Я побывал в Таганроге, Киеве, Томске, где прошла вторая половина жизни Александра I (по числу лет, может, и не половина, но по значимости – именно половина). Посетил Петербург, где он родился и вырос, опекаемый бабкой, где пережил страшную ночь 11 марта, ночь убийства его отца, и откуда отправился в Таганрог. Теперь предстоит побывать в местах, связанных с европейскими победами и славой Александра, – в Париже, Лондоне, Вене. Увидеть и сопоставить масштаб деяний: томское старчество и парижские триумфы, одного без другого не понять, только во взаимосвязи. Торжественно вступал в Париж, принимал отречение Наполеона и решал его судьбу будущий старец Феодор Козьмич, а затворничал на заимке Хромова император Александр I. Вот что высвечивается в русской истории, вот какое новое измерение она приобретает: в Париже – старец, в Томске – император. Вне этой взаимосвязи и александровская эпоха, и история Романовых, и вообще русская история остаются не раскрытыми во всей глубине, сходящей уступами к подземным водам, заповедным ключам, тайным родникам, к несказанному, сокровенному…

В русской истории есть все: и плеть, и дыба, и грязь, и святость. Без этого особого измерения – святости – она остается до конца не постижимой. Ну, декабристы, Пестель, Рылеев, о которых написаны горы книг… Ну, Аракчеев, Сперанский, Кутузов… – это лишь театральные подмостки, освещенная софитами авансцена, сама же сцена отодвинута в глубину, скрыта, погружена во мрак. Нам еще предстоит приобрести привычку своим умозрением проникать туда, где великий старец Феодор Козьмич молился за Россию, в то время как его брат Николай I царствовал в Петербурге (при этом, по некоторым данным, они вели зашифрованную переписку, о чем специальной комиссией во главе с великим князем Николаем Михайловичем было доложено Николаю II). Если это так, то и на декабристов, и на Аракчеева, и на Сперанского надо смотреть как-то иначе, и писать о них надо как-то иначе (во всяком случае, не так легко и игриво, как Анри Труайя, развлекавший французов шаловливыми экскурсами в русскую историю).

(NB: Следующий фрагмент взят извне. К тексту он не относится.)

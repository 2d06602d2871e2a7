//! Display formatting helpers.
//!
//! Currency values are truncated to integer units and digit-grouped only
//! here; all arithmetic upstream stays exact.

use rust_decimal::Decimal;
use unicode_width::{UnicodeWidthChar, UnicodeWidthStr};

/// Truncates to integer currency units and groups digits by thousands.
pub fn grouped_int(value: Decimal) -> String {
    let truncated = value.trunc().normalize().to_string();
    let (sign, digits) = match truncated.strip_prefix('-') {
        Some(rest) => ("-", rest),
        None => ("", truncated.as_str()),
    };

    let mut grouped = String::with_capacity(digits.len() + digits.len() / 3);
    for (i, c) in digits.chars().enumerate() {
        if i > 0 && (digits.len() - i) % 3 == 0 {
            grouped.push(',');
        }
        grouped.push(c);
    }
    format!("{sign}{grouped}")
}

/// Formats a percent value with an explicit sign, e.g. `+1.57%`.
pub fn signed_pct(value: Decimal) -> String {
    format!("{:+.2}%", value)
}

/// Formats an optional percent value, `--` when no comparison is available.
pub fn opt_pct(value: Option<Decimal>) -> String {
    match value {
        Some(v) => signed_pct(v),
        None => "--".to_string(),
    }
}

/// Pads (or truncates) a string to a fixed display width.
///
/// Uses terminal cell width, not character count, so double-width Korean
/// names line up with ASCII ones.
pub fn pad_display(s: &str, width: usize) -> String {
    let current = UnicodeWidthStr::width(s);
    if current <= width {
        return format!("{s}{}", " ".repeat(width - current));
    }

    let mut out = String::new();
    let mut used = 0;
    for ch in s.chars() {
        let cw = UnicodeWidthChar::width(ch).unwrap_or(0);
        if used + cw > width {
            break;
        }
        out.push(ch);
        used += cw;
    }
    out.push_str(&" ".repeat(width - used));
    out
}
//! Terminal lifecycle guard.

use std::io::{self, IsTerminal, Stdout, Write};
use std::ops::{Deref, DerefMut};

use crossterm::{
    cursor::Show,
    execute,
    terminal::{EnterAlternateScreen, LeaveAlternateScreen, disable_raw_mode, enable_raw_mode},
};
use ratatui::{Terminal, backend::CrosstermBackend};

use crate::{Result, SterlingError};

pub type Tui = Terminal<CrosstermBackend<Stdout>>;

/// Owns the terminal for the lifetime of the dashboard.
///
/// Raw mode and the alternate screen are entered on construction and undone
/// when the guard drops, so quitting, a propagated error, and a panic unwind
/// all leave the user's shell usable.
pub struct TerminalGuard {
    terminal: Tui,
}

impl TerminalGuard {
    /// Enters raw mode and the alternate screen.
    ///
    /// # Errors
    ///
    /// Returns [`SterlingError::Terminal`] when stdout is not a TTY or a
    /// control sequence fails; partial setup is undone before returning.
    pub fn enter() -> Result<Self> {
        let mut stdout = io::stdout();
        if !stdout.is_terminal() {
            return Err(SterlingError::Terminal(io::Error::other(
                "the dashboard needs an interactive terminal (TTY)",
            )));
        }

        enable_raw_mode()?;
        if let Err(err) = execute!(stdout, EnterAlternateScreen) {
            let _ = disable_raw_mode();
            return Err(err.into());
        }

        match Terminal::new(CrosstermBackend::new(stdout)) {
            Ok(terminal) => Ok(Self { terminal }),
            Err(err) => {
                let _ = undo_screen(&mut io::stdout());
                let _ = disable_raw_mode();
                Err(err.into())
            }
        }
    }
}

impl Drop for TerminalGuard {
    fn drop(&mut self) {
        let _ = disable_raw_mode();
        let _ = undo_screen(self.terminal.backend_mut());
    }
}

impl Deref for TerminalGuard {
    type Target = Tui;

    fn deref(&self) -> &Tui {
        &self.terminal
    }
}

impl DerefMut for TerminalGuard {
    fn deref_mut(&mut self) -> &mut Tui {
        &mut self.terminal
    }
}

/// Emits the sequences that leave the alternate screen and re-show the
/// cursor.
fn undo_screen<W: Write>(writer: &mut W) -> io::Result<()> {
    execute!(writer, LeaveAlternateScreen, Show)
}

Вот, мол, Аракчеев, деспот, изувер, ретроград, розги в соленой воде наготове держал, воплощал собой все самое реакционное в натуре Александра, а если не Александра, а старца Феодора Козьмича? Тогда и об Аракчееве придется вспомнить, что его называли человеком особого душевного изящества, что он был блестящим знатоком артиллерийского дела, реформировал армию, подготовив ее к будущей схватке с Наполеоном, и представил императору один из самых передовых проектов отмены крепостного права, во многом осуществленный затем Александром II. Сперанский же, при всем его кажущемся рационализме, был мистиком, стремящимся поверить Евангелием политэкономию и право.

Словом, под внешним покровом александровской эпохи скрывается, таится Феодор Козьмич, ее незримый символ, бродяга, не помнящий родства и при этом породненный с глубинной стихией народного мистицизма. Нужно, наконец, проникнуться мыслью, что император – это будущий старец, а старец – бывший император, и под этим углом зрения воспринимать эпоху, трехсотлетнюю историю Романовых и тысячелетнюю историю Руси.